"Tengo una enfermedad rara que me paró los riñones de la noche a la mañana"

Nuria Cruz, pontevedresa con un doble trasplante renal

Nuria Cruz Ramos
Nuria Cruz Ramos | I.L.

Nuria Cruz Ramos es una pontevedresa de 51 años, cuyas circunstancias vitales le llevaron a precisar dos trasplantes renales. Actualmente, es la presidenta de la Asociación contra la Lucha de las Enfermedades de Riñón (Alcer) en Pontevedra.

¿Cuál fue el motivo que le llevó a necesitar un trasplante con 32 años?
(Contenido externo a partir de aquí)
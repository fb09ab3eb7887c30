pub mod models;
pub mod error;
pub mod utils;

pub use models::*;
pub use error::*;
pub use utils::*;
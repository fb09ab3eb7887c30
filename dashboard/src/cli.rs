//! # CLI Interface
//!
//! Command-line structure for `vault-dashboard`, built with `clap` derive.
//! `run` starts the interactive session; the other subcommands are one-shot.

use alloy_primitives::Address;
use clap::{Parser, Subcommand};
use shared::NetworkKey;

/// Vault dashboard for the Arbitrum and Base yield vaults.
#[derive(Parser, Debug)]
#[command(
    name = "vault-dashboard",
    about = "Deposit into and redeem from on-chain yield vaults",
    version,
    propagate_version = true
)]
pub struct DashboardCli {
    #[command(subcommand)]
    pub command: Commands,
}

#[derive(Subcommand, Debug)]
pub enum Commands {
    /// Start the interactive dashboard.
    Run(RunArgs),
    /// Print the remote stats of every vault.
    Stats,
    /// Print share and USDC balances of an address.
    Balances(BalancesArgs),
    /// Deposit USDC into a vault from the connected wallet.
    Deposit(FlowArgs),
    /// Redeem vault shares for USDC to the connected wallet.
    Redeem(FlowArgs),
    /// Print the configured vaults.
    Vaults,
}

#[derive(Parser, Debug)]
pub struct RunArgs {
    /// Open the deposit dialog for this vault once data has loaded
    /// (`arbitrum`/`defi` or `base`/`stable`).
    #[arg(long, value_parser = parse_vault)]
    pub open_deposit: Option<NetworkKey>,
}

#[derive(Parser, Debug)]
pub struct BalancesArgs {
    /// Account to look up.
    #[arg(value_parser = parse_address)]
    pub address: Address,
}

#[derive(Parser, Debug)]
pub struct FlowArgs {
    /// Target vault (`arbitrum`/`defi` or `base`/`stable`).
    #[arg(long, value_parser = parse_vault)]
    pub vault: NetworkKey,

    /// Amount in USDC for deposits or shares for redemptions, or `max`.
    #[arg(long)]
    pub amount: String,
}

fn parse_vault(value: &str) -> Result<NetworkKey, String> {
    value.parse::<NetworkKey>().map_err(|e| e.user_message())
}

fn parse_address(value: &str) -> Result<Address, String> {
    value.parse::<Address>().map_err(|e| format!("invalid address: {}", e))
}
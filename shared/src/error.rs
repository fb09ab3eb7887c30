use thiserror::Error;

pub const GENERIC_FAILURE: &str = "Transaction failed";

/// Failures a user-facing flow can end in.
///
/// `Validation` blocks before any on-chain call. `DataFetchFailed` is only
/// ever logged; the refresh cycle that produced it is skipped.
#[derive(Debug , Clone , Error , PartialEq , Eq)]
pub enum DashboardError{
  #[error("{0}")]
  Validation(String),
  #[error("{0}")]
  WalletUnavailable(String),
  #[error("{0}")]
  NetworkMismatch(String),
  #[error("Approval failed: {0}")]
  ApprovalFailed(String),
  #[error("Transaction failed: {0}")]
  TransactionFailed(String),
  #[error("Data fetch failed: {0}")]
  DataFetchFailed(String),
}

impl DashboardError {
  pub fn kind(&self) -> &'static str {
    match self {
        DashboardError::Validation(_) => "validation",
        DashboardError::WalletUnavailable(_) => "wallet_unavailable",
        DashboardError::NetworkMismatch(_) => "network_mismatch",
        DashboardError::ApprovalFailed(_) => "approval_failed",
        DashboardError::TransactionFailed(_) => "transaction_failed",
        DashboardError::DataFetchFailed(_) => "data_fetch_failed",
    }
  }

  /// Text shown in a dialog's status region: the wallet or contract reason
  /// when one was given, otherwise a generic failure.
  pub fn user_message(&self) -> String {
    let reason = match self {
        DashboardError::Validation(msg)
        | DashboardError::WalletUnavailable(msg)
        | DashboardError::NetworkMismatch(msg)
        | DashboardError::ApprovalFailed(msg)
        | DashboardError::TransactionFailed(msg)
        | DashboardError::DataFetchFailed(msg) => msg.trim(),
    };
    if reason.is_empty() {
      GENERIC_FAILURE.to_string()
    } else {
      reason.to_string()
    }
  }
}

pub type DashboardResult<T> = Result<T , DashboardError>;
//! Funding rate settlement.

use super::core::Engine;
use super::results::{EngineError, FundingResult};
use crate::context::Context;
use crate::custody::CollateralBank;
use crate::events::{EventPayload, FundingRateChangedEvent};
use crate::funding::calculate_premium_fraction;
use crate::oracle::PriceOracle;
use crate::store::KvStore;
use crate::types::TokenPair;

impl<O: PriceOracle, B: CollateralBank> Engine<O, B> {
    /// Settles one premium fraction for `pair`, priced from the spot TWAP over
    /// one funding interval against the oracle index.
    ///
    /// Positions are not touched here; each pays the difference the next time
    /// its margin is recomputed.
    pub fn settle_funding<S: KvStore>(
        &self,
        ctx: &mut Context<S>,
        pair: &TokenPair,
    ) -> Result<FundingResult, EngineError> {
        let interval = self.config.params.funding_interval();

        ctx.atomic(|ctx| -> Result<FundingResult, EngineError> {
            let mut metadata = self.get_pair_metadata(ctx, pair)?;
            let mark_twap = self.vpool_keeper.get_spot_twap(ctx, pair, interval)?;
            let index_price = self.get_underlying_price(pair)?;

            let premium_fraction = calculate_premium_fraction(mark_twap, index_price, interval)?;
            let cumulative_premium_fraction = metadata.push_premium_fraction(premium_fraction)?;
            self.set_pair_metadata(ctx, &metadata)?;

            ctx.emit_event(EventPayload::FundingRateChanged(FundingRateChangedEvent {
                pair: pair.clone(),
                mark_twap,
                index_price,
                premium_fraction,
                cumulative_premium_fraction,
            }));
            log::info!(
                "{} funding at {}: twap {} index {} premium {} cumulative {}",
                pair,
                ctx.block_time(),
                mark_twap,
                index_price,
                premium_fraction,
                cumulative_premium_fraction
            );

            Ok(FundingResult {
                mark_twap,
                index_price,
                premium_fraction,
                cumulative_premium_fraction,
            })
        })
    }
}

#[cfg(test)]
mod tests {
    use crate::context::Context;
    use crate::custody::MockBank;
    use crate::engine::{Engine, EngineConfig, EngineError};
    use crate::events::EventPayload;
    use crate::oracle::{MockOracle, OracleError};
    use crate::position::Position;
    use crate::store::MemStore;
    use crate::types::{SignedSize, Timestamp, TokenPair, TraderAddr};
    use rust_decimal::Decimal;
    use rust_decimal_macros::dec;

    fn pair() -> TokenPair {
        TokenPair::new("ubtc", "unusd").unwrap()
    }

    fn setup(index: Decimal) -> (Engine<MockOracle, MockBank>, Context<MemStore>) {
        let oracle = MockOracle::new().with_price(&pair(), index);
        let engine = Engine::new(EngineConfig::default(), oracle, MockBank::new()).unwrap();
        let mut ctx = engine
            .new_context(MemStore::new())
            .with_block(1, Timestamp::from_millis(1_000));
        engine
            .create_pool(&mut ctx, pair(), dec!(1), dec!(1_000_000), dec!(1_000_000), dec!(1), None)
            .unwrap();
        ctx.advance_block(60_000);
        (engine, ctx)
    }

    #[test]
    fn longs_pay_when_mark_above_index() {
        let (engine, mut ctx) = setup(dec!(0.9));
        let result = engine.settle_funding(&mut ctx, &pair()).unwrap();

        assert_eq!(result.mark_twap, dec!(1));
        assert_eq!(result.premium_fraction, dec!(0.004166666666666666));
        assert_eq!(result.cumulative_premium_fraction, dec!(0.004166666666666666));

        let meta = engine.get_pair_metadata(&ctx, &pair()).unwrap();
        assert_eq!(meta.settlement_count, 1);
        assert!(matches!(
            ctx.events().last().map(|e| &e.payload),
            Some(EventPayload::FundingRateChanged(_))
        ));

        let position = Position {
            pair: pair(),
            trader: TraderAddr::new("nibi1alice").unwrap(),
            size: SignedSize::new(dec!(100)),
            margin: dec!(10),
            open_notional: dec!(100),
            last_update_cumulative_premium_fraction: Decimal::ZERO,
            block_number: 1,
        };
        let remain = engine
            .calc_remain_margin_with_funding_payment(&ctx, &position, Decimal::ZERO)
            .unwrap();
        assert_eq!(remain.funding_payment, dec!(0.4166666666666666));
        assert_eq!(remain.margin, dec!(9.5833333333333334));
    }

    #[test]
    fn fractions_accumulate() {
        let (engine, mut ctx) = setup(dec!(1.1));
        engine.settle_funding(&mut ctx, &pair()).unwrap();
        ctx.advance_block(3_600_000);
        let second = engine.settle_funding(&mut ctx, &pair()).unwrap();

        assert_eq!(second.premium_fraction, dec!(-0.004166666666666666));
        assert_eq!(second.cumulative_premium_fraction, dec!(-0.008333333333333332));

        // the metadata keeps only the running total, history sits in per-index records
        let meta = engine.get_pair_metadata(&ctx, &pair()).unwrap();
        assert_eq!(meta.settlement_count, 2);
        assert_eq!(meta.latest_cumulative_premium_fraction(), second.cumulative_premium_fraction);
        let history: Vec<_> = (0..=3)
            .map(|i| engine.get_cumulative_premium_fraction(&ctx, &pair(), i).unwrap())
            .collect();
        assert_eq!(
            history,
            vec![
                Some(Decimal::ZERO),
                Some(dec!(-0.004166666666666666)),
                Some(dec!(-0.008333333333333332)),
                None
            ]
        );
    }

    #[test]
    fn oracle_failure_writes_nothing() {
        let (mut engine, mut ctx) = setup(dec!(1));
        engine
            .oracle_mut()
            .fail_with(OracleError::Unavailable("stale".into()));
        let before = ctx.store().clone();
        let events = ctx.events().len();

        assert!(matches!(
            engine.settle_funding(&mut ctx, &pair()),
            Err(EngineError::Oracle(_))
        ));
        assert_eq!(ctx.store(), &before);
        assert_eq!(ctx.events().len(), events);
    }

    #[test]
    fn unknown_pair() {
        let (engine, mut ctx) = setup(dec!(1));
        let other = TokenPair::new("ueth", "unusd").unwrap();
        assert_eq!(
            engine.settle_funding(&mut ctx, &other),
            Err(EngineError::PairMetadataNotFound(other))
        );
    }
}
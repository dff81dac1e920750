// 3.0 snapshot.rs: one immutable reserve state per mutation. keyed by (pair, counter).
// counter 0 is written at pool creation; every later mutation writes latest + 1.

use crate::math;
use crate::types::{Direction, Timestamp, TokenPair, TwapCalcOption};
use crate::vpool::{self, VpoolError};
use rust_decimal::Decimal;
use serde::{Deserialize, Serialize};

#[derive(Debug, Clone, PartialEq, Eq, Serialize, Deserialize)]
pub struct ReserveSnapshot {
    pub pair: TokenPair,
    pub quote_asset_reserve: Decimal,
    pub base_asset_reserve: Decimal,
    pub timestamp_ms: i64,
    pub block_number: i64,
}

impl ReserveSnapshot {
    pub fn timestamp(&self) -> Timestamp {
        Timestamp::from_millis(self.timestamp_ms)
    }

    /// quote / base at the time of the snapshot, zero for an empty side
    pub fn mark_price(&self) -> Decimal {
        if self.base_asset_reserve.is_zero() || self.quote_asset_reserve.is_zero() {
            return Decimal::ZERO;
        }
        math::quo_truncate(self.quote_asset_reserve, self.base_asset_reserve)
            .unwrap_or(Decimal::ZERO)
    }

    pub fn upper_fluctuation_limit(&self, ratio: Decimal) -> Decimal {
        self.mark_price() * (Decimal::ONE + ratio)
    }

    pub fn lower_fluctuation_limit(&self, ratio: Decimal) -> Decimal {
        self.mark_price() * (Decimal::ONE - ratio)
    }

    /** 3.1: the price a TWAP integrates for this snapshot */
    pub fn price_for(
        &self,
        option: TwapCalcOption,
        dir: Direction,
        amount: Decimal,
    ) -> Result<Decimal, VpoolError> {
        match option {
            TwapCalcOption::Spot => Ok(math::quo_truncate(
                self.quote_asset_reserve,
                self.base_asset_reserve,
            )?),
            TwapCalcOption::QuoteAssetSwap => vpool::base_amount_by_quote_amount(
                self.quote_asset_reserve,
                self.base_asset_reserve,
                dir,
                amount,
            ),
            TwapCalcOption::BaseAssetSwap => vpool::quote_amount_by_base_amount(
                self.quote_asset_reserve,
                self.base_asset_reserve,
                dir,
                amount,
            ),
        }
    }
}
Tengo una enfermedad rara y se me pararon los riñones de la noche a la mañana. Yo vivía entonces en Ferrol y me enviaron en ambulancia medicalizada a A Coruña. Todo fue muy rápido. La doctora, la primera noticia que me dio es: no te mueres, pero estás muy enferma. No sé si ella no conocía bien mi situación o lo dijo para no asustarme. Yo me encontraba después perfectamente, pero los médicos no podían decirle a mi familia si podía seguir adelante o no.

¿Y qué sucedió para que tuviese que someterse a dos operaciones?

Resulta que el primer trasplante solo duró cinco años, que es una cosa rara, pero también sucede que a veces falla en el primer año. En mi caso, ese trasplante procedía de un donante cadáver y el médico me aconsejó que fuera de uno vivo y yo le dije que cómo se pedía un riñón porque nunca lo había hecho. Tu familia y tus amigos te preguntan y eso es lo que hice. Yo no lo pedí, pero la gente se ofreció. Los donantes no pedimos. Entras en lista de espera según la gravedad y eso fue lo que pasó.

¿Cuánto tiempo estuvo esperando por ese segundo trasplante?

Coincidió con la pandemia, así que se retrasó todo más de lo previsto. Un amigo se ofreció y se hizo las pruebas, pero resulta que no fue idóneo. Entonces se ofrecieron cuatro personas, una amiga, y apareció la donante perfecta. Ambas nos hicimos las pruebas, que tardan muchísimo, así que pedimos ‘favores’ para poder adelantar. No debería de ser así porque es demasiado lento el proceso. Lo mejor es hacerlo todo en una mañana y que se hiciese lo más rápido posible. El 20 de junio hizo dos años de todo eso y estamos de maravilla las dos.

¿Cómo es su vida actualmente tras todo este proceso?

Tomamos una medicación muy fuerte, pero sí es cierto que la diferencia respecto a estar en diálisis es en ganancia de calidad de vida. La diálisis es para sobrevivir y el trasplante es para vivir. Lo llevo muy bien porque cuando veo la sonrisa de mi amiga y que ella me comenta lo guapa que me ve, me siento estupenda (sonríe). Lo mejor es que podemos quedar y pedir un agua. Es una vida normal.

¿Qué mensaje le daría a la gente para que se anime a ser donante de órganos?

Les aconsejaría que se hiciesen donantes porque se sentirían mejor, ya que sabes que vas a salvar muchas vidas. Mi donante dice que es mucho más feliz ahora y cuando llega la desgracia de que te tienes que ir, no te lleves nada para el otro mundo, déjalo seguir viviendo y disfrutando.